Looking at posts containing at least one World Cup-specific word during the Brazil-Chile game last week that ended with a shootout, Twitter’s analytics team examined the tweets-per-second (TPS) count to see how users were interacting with the action, as well as with each other.

It quickly noticed a pattern for each penalty kick taken: an average amount of activity as the player gears up to take the shot, a sharp drop when the referee blows the whistle for the player to shoot, and a massive leap in tweets right after the shot’s taken, with the rollercoaster pattern repeating with every subsequent penalty taken.

penalty_snapshot“If you’ve been to a World Cup viewing party, you’ve probably noticed the same phenomenon: the bar buzzes with excitement as a player gets ready for his shot, and bursts into an emotional reaction based on its outcome – but went silent in between, for that moment as his laces met the ball and it curled towards the net,” Miguel Rios, Twitter’s data science manager, said in a blog post Thursday.

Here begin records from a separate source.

//! Edition dates (`DD-MM-YYYY`) and page numbers taken from file names.

use chrono::NaiveDate;
use lazy_static::lazy_static;
use regex::Regex;

const EDITION_DATE_FORMAT: &str = "%d-%m-%Y";

lazy_static! {
    static ref EDITION_DATE: Regex = Regex::new(r"^\d{2}-\d{2}-\d{4}$").unwrap();
    static ref PAGE_NUMBER: Regex = Regex::new(r"page_(\d+)").unwrap();
}

/// `DD-MM-YYYY` and a real calendar date.
pub fn is_edition_date(s: &str) -> bool {
    EDITION_DATE.is_match(s) && NaiveDate::parse_from_str(s, EDITION_DATE_FORMAT).is_ok()
}

pub fn format_edition_date(date: NaiveDate) -> String {
    date.format(EDITION_DATE_FORMAT).to_string()
}

/// Pick the edition date: the submitted date if valid, else the first valid
/// date found by analysis, else `today`.
pub fn resolve_edition_date<'a>(
    submitted: Option<&str>,
    extracted: impl IntoIterator<Item = &'a str>,
    today: NaiveDate,
) -> String {
    if let Some(date) = submitted.filter(|d| is_edition_date(d)) {
        return date.to_string();
    }

    extracted
        .into_iter()
        .map(str::trim)
        .find(|d| is_edition_date(d))
        .map(str::to_string)
        .unwrap_or_else(|| format_edition_date(today))
}

/// Page number embedded in an image key such as `scans/page_12.jpg`.
pub fn page_number_from_key(key: &str) -> Option<u32> {
    let file = key.rsplit('/').next().unwrap_or(key);
    PAGE_NUMBER
        .captures(file)
        .and_then(|c| c.get(1))
        .and_then(|m| m.as_str().parse().ok())
}

/// Assign 1-based page indices to image keys.
///
/// Uses the `page_N` number in each file name when every key has a distinct
/// one; otherwise falls back to list position.
pub fn page_indices(keys: &[String]) -> Vec<u32> {
    let parsed: Option<Vec<u32>> = keys.iter().map(|k| page_number_from_key(k)).collect();

    if let Some(numbers) = parsed {
        let mut seen = numbers.clone();
        seen.sort_unstable();
        seen.dedup();
        if seen.len() == numbers.len() && !numbers.contains(&0) {
            return numbers;
        }
    }

    (1..=keys.len() as u32).collect()
}

#[cfg(test)]
mod tests {
    use super::*;

    fn today() -> NaiveDate {
        NaiveDate::from_ymd_opt(2026, 10, 19).unwrap()
    }

    #[test]
    fn test_edition_date_validation() {
        assert!(is_edition_date("05-03-2026"));
        assert!(!is_edition_date("5-3-2026"));
        assert!(!is_edition_date("2026-03-05"));
        assert!(!is_edition_date("31-02-2026"));
    }

    #[test]
    fn test_resolution_order() {
        assert_eq!(
            resolve_edition_date(Some("01-01-2026"), ["02-02-2026"], today()),
            "01-01-2026"
        );
        assert_eq!(
            resolve_edition_date(Some("yesterday"), ["bad", "02-02-2026"], today()),
            "02-02-2026"
        );
        assert_eq!(resolve_edition_date(None, [], today()), "19-10-2026");
    }

    #[test]
    fn test_page_number_from_key() {
        assert_eq!(page_number_from_key("scans/2026/page_12.jpg"), Some(12));
        assert_eq!(page_number_from_key("scans/cover.jpg"), None);
        assert_eq!(page_number_from_key("page_3/cover.jpg"), None);
    }

    #[test]
    fn test_page_indices_fall_back_to_position() {
        let named = vec!["a/page_3.jpg".to_string(), "a/page_1.jpg".to_string()];
        assert_eq!(page_indices(&named), vec![3, 1]);

        let mixed = vec!["a/page_3.jpg".to_string(), "a/cover.jpg".to_string()];
        assert_eq!(page_indices(&mixed), vec![1, 2]);

        let dupes = vec!["a/page_1.jpg".to_string(), "b/page_1.jpg".to_string()];
        assert_eq!(page_indices(&dupes), vec![1, 2]);
    }
}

He added, “The last penalty kick, which sent @CBF_futebol through to the quarterfinals, generated the highest single-minute activity we’ve seen thus far in the World Cup, with 388,985 tweets per minute.”

With the final taking place in a couple of weeks’ time and the stakes increasing with every remaining fixture, we can expect to see a few more Twitter records broken during the course of the competition, as well as several nail-biting silences when those cruel penalty shootouts are once again called upon to settle a game.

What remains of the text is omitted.